ASSIGNMENT: Only an exact copy of every record counts as an answer.

----

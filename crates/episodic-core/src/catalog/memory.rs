//! In-process catalog used by tests and dry runs.

use std::collections::BTreeMap;
use std::path::Path;
use std::sync::{Mutex, MutexGuard};

use crate::error::{EpisodicError, Result};
use crate::types::{
    Episode, EpisodeId, MediaFile, MediaFileId, NewMediaFile, ParsedCandidate, Series, SeriesId,
};

use super::{Catalog, NewEpisode, NewSeries, select_episodes};

#[derive(Debug, Default)]
struct State {
    next_id: i64,
    series: BTreeMap<SeriesId, Series>,
    episodes: BTreeMap<EpisodeId, Episode>,
    files: BTreeMap<MediaFileId, MediaFile>,
}

impl State {
    fn next_id(&mut self) -> i64 {
        self.next_id += 1;
        self.next_id
    }
}

/// [`Catalog`] kept entirely in memory behind a mutex.
#[derive(Debug, Default)]
pub struct MemoryCatalog {
    state: Mutex<State>,
}

impl MemoryCatalog {
    pub fn new() -> Self {
        Self::default()
    }

    fn lock(&self) -> MutexGuard<'_, State> {
        self.state.lock().unwrap_or_else(|poisoned| poisoned.into_inner())
    }

    /// Looks an episode up by id.
    pub fn episode(&self, id: EpisodeId) -> Option<Episode> {
        self.lock().episodes.get(&id).cloned()
    }

    /// Number of stored media file records.
    pub fn media_file_count(&self) -> usize {
        self.lock().files.len()
    }
}

impl Catalog for MemoryCatalog {
    fn media_file_exists(&self, path: &Path) -> Result<bool> {
        Ok(self.lock().files.values().any(|f| f.path == path))
    }

    fn find_episodes_for_candidate(&self, candidate: &ParsedCandidate) -> Result<Vec<Episode>> {
        let state = self.lock();
        let episodes: Vec<Episode> = state
            .episodes
            .values()
            .filter(|ep| ep.series_id == candidate.series_id)
            .cloned()
            .collect();
        Ok(select_episodes(&candidate.episodes, &episodes))
    }

    fn media_file(&self, id: MediaFileId) -> Result<Option<MediaFile>> {
        Ok(self.lock().files.get(&id).cloned())
    }

    fn persist_media_file(&self, file: NewMediaFile, linked: &[EpisodeId]) -> Result<MediaFile> {
        if linked.is_empty() {
            return Err(EpisodicError::Catalog(
                "media file must be linked to at least one episode".into(),
            ));
        }

        let mut state = self.lock();
        if let Some(missing) = linked.iter().find(|id| !state.episodes.contains_key(*id)) {
            return Err(EpisodicError::Catalog(format!("unknown episode {missing}")));
        }
        if state.files.values().any(|f| f.path == file.path) {
            return Err(EpisodicError::Catalog(format!(
                "media file already registered: {}",
                file.path.display()
            )));
        }

        let stored = file.into_stored(MediaFileId(state.next_id()));
        state.files.insert(stored.id, stored.clone());
        for id in linked {
            if let Some(ep) = state.episodes.get_mut(id) {
                ep.media_file_id = Some(stored.id);
            }
        }
        Ok(stored)
    }

    fn update_episode_file_link(
        &self,
        episode: EpisodeId,
        file: Option<MediaFileId>,
    ) -> Result<()> {
        let mut state = self.lock();
        let ep = state
            .episodes
            .get_mut(&episode)
            .ok_or_else(|| EpisodicError::Catalog(format!("unknown episode {episode}")))?;
        ep.media_file_id = file;
        Ok(())
    }

    fn delete_media_file(&self, id: MediaFileId) -> Result<()> {
        let mut state = self.lock();
        state.files.remove(&id);
        for ep in state.episodes.values_mut() {
            if ep.media_file_id == Some(id) {
                ep.media_file_id = None;
            }
        }
        Ok(())
    }

    fn add_series(&self, series: NewSeries) -> Result<Series> {
        let mut state = self.lock();
        let id = SeriesId(state.next_id());
        let stored = Series {
            id,
            title: series.title,
            path: series.path,
            daily: series.daily,
        };
        state.series.insert(id, stored.clone());
        Ok(stored)
    }

    fn add_episode(&self, episode: NewEpisode) -> Result<Episode> {
        let mut state = self.lock();
        if !state.series.contains_key(&episode.series_id) {
            return Err(EpisodicError::Catalog(format!(
                "unknown series {}",
                episode.series_id
            )));
        }
        let duplicate = state.episodes.values().any(|ep| {
            ep.series_id == episode.series_id
                && ep.season == episode.season
                && ep.number == episode.number
        });
        if duplicate {
            return Err(EpisodicError::Catalog(format!(
                "episode S{:02}E{:02} already exists",
                episode.season, episode.number
            )));
        }

        let stored = Episode {
            id: EpisodeId(state.next_id()),
            series_id: episode.series_id,
            season: episode.season,
            number: episode.number,
            air_date: episode.air_date,
            media_file_id: None,
        };
        state.episodes.insert(stored.id, stored.clone());
        Ok(stored)
    }

    fn series(&self, id: SeriesId) -> Result<Option<Series>> {
        Ok(self.lock().series.get(&id).cloned())
    }

    fn all_series(&self) -> Result<Vec<Series>> {
        Ok(self.lock().series.values().cloned().collect())
    }

    fn episodes_for_series(&self, series: SeriesId) -> Result<Vec<Episode>> {
        let mut episodes: Vec<Episode> = self
            .lock()
            .episodes
            .values()
            .filter(|ep| ep.series_id == series)
            .cloned()
            .collect();
        episodes.sort_by_key(|ep| (ep.season, ep.number));
        Ok(episodes)
    }

    fn media_files_for_series(&self, series: SeriesId) -> Result<Vec<MediaFile>> {
        Ok(self
            .lock()
            .files
            .values()
            .filter(|f| f.series_id == series)
            .cloned()
            .collect())
    }
}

----

EXERCISE SOLUTION:
filename crates/episodic-core/src/catalog/memory.rs
//! In-process catalog used by tests and dry runs.

use std::collections::BTreeMap;
use std::path::Path;
use std::sync::{Mutex, MutexGuard};

use crate::error::{EpisodicError, Result};
use crate::types::{
    Episode, EpisodeId, MediaFile, MediaFileId, NewMediaFile, ParsedCandidate, Series, SeriesId,
};

use super::{Catalog, NewEpisode, NewSeries, select_episodes};

#[derive(Debug, Default)]
struct State {
    next_id: i64,
    series: BTreeMap<SeriesId, Series>,
    episodes: BTreeMap<EpisodeId, Episode>,
    files: BTreeMap<MediaFileId, MediaFile>,
}

impl State {
    fn next_id(&mut self) -> i64 {
        self.next_id += 1;
        self.next_id
    }
}

/// [`Catalog`] kept entirely in memory behind a mutex.
#[derive(Debug, Default)]
pub struct MemoryCatalog {
    state: Mutex<State>,
}

impl MemoryCatalog {
    pub fn new() -> Self {
        Self::default()
    }

    fn lock(&self) -> MutexGuard<'_, State> {
        self.state.lock().unwrap_or_else(|poisoned| poisoned.into_inner())
    }

    /// Looks an episode up by id.
    pub fn episode(&self, id: EpisodeId) -> Option<Episode> {
        self.lock().episodes.get(&id).cloned()
    }

    /// Number of stored media file records.
    pub fn media_file_count(&self) -> usize {
        self.lock().files.len()
    }
}

impl Catalog for MemoryCatalog {
    fn media_file_exists(&self, path: &Path) -> Result<bool> {
        Ok(self.lock().files.values().any(|f| f.path == path))
    }

    fn find_episodes_for_candidate(&self, candidate: &ParsedCandidate) -> Result<Vec<Episode>> {
        let state = self.lock();
        let episodes: Vec<Episode> = state
            .episodes
            .values()
            .filter(|ep| ep.series_id == candidate.series_id)
            .cloned()
            .collect();
        Ok(select_episodes(&candidate.episodes, &episodes))
    }

    fn media_file(&self, id: MediaFileId) -> Result<Option<MediaFile>> {
        Ok(self.lock().files.get(&id).cloned())
    }

    fn persist_media_file(&self, file: NewMediaFile, linked: &[EpisodeId]) -> Result<MediaFile> {
        if linked.is_empty() {
            return Err(EpisodicError::Catalog(
                "media file must be linked to at least one episode".into(),
            ));
        }

        let mut state = self.lock();
        if let Some(missing) = linked.iter().find(|id| !state.episodes.contains_key(*id)) {
            return Err(EpisodicError::Catalog(format!("unknown episode {missing}")));
        }
        if state.files.values().any(|f| f.path == file.path) {
            return Err(EpisodicError::Catalog(format!(
                "media file already registered: {}",
                file.path.display()
            )));
        }

        let stored = file.into_stored(MediaFileId(state.next_id()));
        state.files.insert(stored.id, stored.clone());
        for id in linked {
            if let Some(ep) = state.episodes.get_mut(id) {
                ep.media_file_id = Some(stored.id);
            }
        }
        Ok(stored)
    }

    fn update_episode_file_link(
        &self,
        episode: EpisodeId,
        file: Option<MediaFileId>,
    ) -> Result<()> {
        let mut state = self.lock();
        let ep = state
            .episodes
            .get_mut(&episode)
            .ok_or_else(|| EpisodicError::Catalog(format!("unknown episode {episode}")))?;
        ep.media_file_id = file;
        Ok(())
    }

    fn delete_media_file(&self, id: MediaFileId) -> Result<()> {
        let mut state = self.lock();
        state.files.remove(&id);
        for ep in state.episodes.values_mut() {
            if ep.media_file_id == Some(id) {
                ep.media_file_id = None;
            }
        }
        Ok(())
    }

    fn add_series(&self, series: NewSeries) -> Result<Series> {
        let mut state = self.lock();
        let id = SeriesId(state.next_id());
        let stored = Series {
            id,
            title: series.title,
            path: series.path,
            daily: series.daily,
        };
        state.series.insert(id, stored.clone());
        Ok(stored)
    }

    fn add_episode(&self, episode: NewEpisode) -> Result<Episode> {
        let mut state = self.lock();
        if !state.series.contains_key(&episode.series_id) {
            return Err(EpisodicError::Catalog(format!(
                "unknown series {}",
                episode.series_id
            )));
        }
        let duplicate = state.episodes.values().any(|ep| {
            ep.series_id == episode.series_id
                && ep.season == episode.season
                && ep.number == episode.number
        });
        if duplicate {
            return Err(EpisodicError::Catalog(format!(
                "episode S{:02}E{:02} already exists",
                episode.season, episode.number
            )));
        }

        let stored = Episode {
            id: EpisodeId(state.next_id()),
            series_id: episode.series_id,
            season: episode.season,
            number: episode.number,
            air_date: episode.air_date,
            media_file_id: None,
        };
        state.episodes.insert(stored.id, stored.clone());
        Ok(stored)
    }

    fn series(&self, id: SeriesId) -> Result<Option<Series>> {
        Ok(self.lock().series.get(&id).cloned())
    }

    fn all_series(&self) -> Result<Vec<Series>> {
        Ok(self.lock().series.values().cloned().collect())
    }

    fn episodes_for_series(&self, series: SeriesId) -> Result<Vec<Episode>> {
        let mut episodes: Vec<Episode> = self
            .lock()
            .episodes
            .values()
            .filter(|ep| ep.series_id == series)
            .cloned()
            .collect();
        episodes.sort_by_key(|ep| (ep.season, ep.number));
        Ok(episodes)
    }

    fn media_files_for_series(&self, series: SeriesId) -> Result<Vec<MediaFile>> {
        Ok(self
            .lock()
            .files
            .values()
            .filter(|f| f.series_id == series)
            .cloned()
            .collect())
    }
}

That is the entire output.